Als Netflix vor Kurzem in Eigenproduktionen zu investieren begann, machte das ominöse Wort Algorithmus viel die Runde. Aus den Jahren, in denen das Streamen noch das kleine Zusatzgeschäft neben dem DVD-Verleih war, soll Netflix sich Daten erarbeitet haben, die, so die landläufige Vorstellung, präzise Auskunft über den Geschmack verschiedener Publikumssegmente geben. Dass Stars wie Redford, Fonda und Hoffman vielleicht keine Massen mehr ins Kino bewegen, aber durchaus von der Couch aus gerne angewählt werden, muss eines der Ergebnisse dieses Algorithmus gewesen sein.

Proteste in Cannes, Angst in Toronto

Während in Cannes die Teilnahme zweier Netflix-Produktionen im Wettbewerb (neben den Meyerowitz Stories noch Okja) noch heftige Proteste und Debatten auslöste, verlief die Premiere von Unsere Seelen bei Nacht Anfang September auf dem Filmfestival in Venedig in aller Ruhe.

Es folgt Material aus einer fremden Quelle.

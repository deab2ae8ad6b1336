//! Error types for the viewer
//!
//! Each failure domain gets its own enum so construction-time problems can be
//! reported precisely; [`AppError`] gathers them for the application shell.

use std::path::PathBuf;

use thiserror::Error;

use crate::gfx::resources::ltc::LtcTableKind;

/// Invalid camera construction parameters.
#[derive(Debug, Error, Clone, PartialEq)]
pub enum CameraError {
    #[error("invalid clip planes: near = {near}, far = {far} (need 0 < near < far)")]
    InvalidClipPlanes { near: f32, far: f32 },
    #[error("field of view must be inside (0, 180) degrees, got {0}")]
    InvalidFieldOfView(f32),
    #[error("viewport must not be empty, got {width}x{height}")]
    EmptyViewport { width: u32, height: u32 },
    #[error("camera forward direction must not be zero")]
    ZeroForward,
    #[error("camera forward direction must not point straight up or down")]
    VerticalForward,
}

/// Failures creating or loading the area-light lookup tables.
#[derive(Debug, Error)]
pub enum LtcError {
    #[error("texture slot {0} is reserved; lookup tables need a slot >= 1")]
    ReservedSlot(u32),
    #[error("{kind:?} table needs {expected} floats, got {actual}")]
    SizeMismatch {
        kind: LtcTableKind,
        expected: usize,
        actual: usize,
    },
    #[error("failed to read lookup table {path}")]
    Io {
        path: PathBuf,
        #[source]
        source: std::io::Error,
    },
    #[error("array `{0}` not found in header")]
    ArrayNotFound(String),
    #[error("could not parse `{token}` in array `{array}` as a float")]
    InvalidNumber { array: String, token: String },
}

/// Invalid area light description.
#[derive(Debug, Error, Clone, PartialEq)]
pub enum LightError {
    #[error("light intensity must be >= 0, got {0}")]
    NegativeIntensity(f32),
    #[error("light quad is degenerate (corners are collinear or coincident)")]
    DegenerateQuad,
    #[error("light quad corners are not coplanar (distance {0} from the plane)")]
    NotCoplanar(f32),
}

/// Invalid sheen shaping parameters.
#[derive(Debug, Error, Clone, PartialEq)]
pub enum SheenError {
    #[error("sheen alpha must be inside [0, 1], got {0}")]
    AlphaOutOfRange(f32),
    #[error("sheen colour multiplier must be >= 0, got {0}")]
    NegativeMultiplier(f32),
}

/// A uniform or texture binding the active program cannot accept.
#[derive(Debug, Error, Clone, PartialEq)]
pub enum BindingError {
    #[error("uniform `{0}` does not exist in the linked program")]
    UnknownUniform(String),
    #[error("uniform `{name}` is a {expected}, not a {found}")]
    TypeMismatch {
        name: String,
        expected: &'static str,
        found: &'static str,
    },
    #[error("texture slot {0} is outside the slot table")]
    SlotOutOfRange(u32),
    #[error("sampler `{name}` lives in slot {expected}, not slot {found}")]
    SlotMismatch {
        name: String,
        expected: u32,
        found: u32,
    },
}

/// Geometry or texture import failures.
#[derive(Debug, Error)]
pub enum AssetError {
    #[error("failed to load model {path}")]
    Obj {
        path: PathBuf,
        #[source]
        source: tobj::LoadError,
    },
    #[error("model {0} contains no geometry")]
    EmptyModel(PathBuf),
    #[error("failed to decode texture {path}")]
    Image {
        path: PathBuf,
        #[source]
        source: image::ImageError,
    },
}

/// Configuration file failures.
#[derive(Debug, Error)]
pub enum ConfigError {
    #[error("failed to read config {path}")]
    Io {
        path: PathBuf,
        #[source]
        source: std::io::Error,
    },
    #[error("failed to parse config {path}")]
    Json {
        path: PathBuf,
        #[source]
        source: serde_json::Error,
    },
}

/// Graphics environment failures.
#[derive(Debug, Error)]
pub enum RenderError {
    #[error("failed to create the window surface")]
    Surface(#[from] wgpu::CreateSurfaceError),
    #[error("no suitable graphics adapter")]
    Adapter(#[from] wgpu::RequestAdapterError),
    #[error("failed to open the graphics device")]
    Device(#[from] wgpu::RequestDeviceError),
    #[error("failed to create render pipelines: {}", .0.join("; "))]
    Pipeline(Vec<String>),
    #[error("surface offers no texture format")]
    NoSurfaceFormat,
    #[error("failed to acquire a frame")]
    Frame(#[source] wgpu::SurfaceError),
}

/// Top-level error for the application shell.
#[derive(Debug, Error)]
pub enum AppError {
    #[error(transparent)]
    Camera(#[from] CameraError),
    #[error(transparent)]
    Ltc(#[from] LtcError),
    #[error(transparent)]
    Light(#[from] LightError),
    #[error(transparent)]
    Sheen(#[from] SheenError),
    #[error(transparent)]
    Binding(#[from] BindingError),
    #[error(transparent)]
    Asset(#[from] AssetError),
    #[error(transparent)]
    Config(#[from] ConfigError),
    #[error(transparent)]
    Render(#[from] RenderError),
    #[error("event loop failure")]
    EventLoop(#[from] winit::error::EventLoopError),
    #[error("failed to create the window")]
    Window(#[from] winit::error::OsError),
}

Zum einen sicher, weil der Film erstens außer Konkurrenz gezeigt wurde und zweitens Teil einer Hommage an Fonda und Redford war, die auf dem Festival für ihr Lebenswerk ausgezeichnet wurden. 

Die Ruhe lässt sich aber auch als Anzeichen dafür interpretieren, dass der Einfluss der Streamingdienste auch in der Filmproduktion nicht mehr wegzudenken ist. Auf dem Festival in Sundance, jener Leistungsschau des Indiefilms, die ausgerechnet Robert Redford 1969 begründet hat, dominierten Netflix und Amazon als Rechtekäufer in diesem Jahr den Markt. Auf dem Filmfestival in Toronto im September wurde ihr Einfluss bereits mit dem von Haien verglichen, die alle kleineren Fische, sprich Filmdistributoren, einfach verschlängen.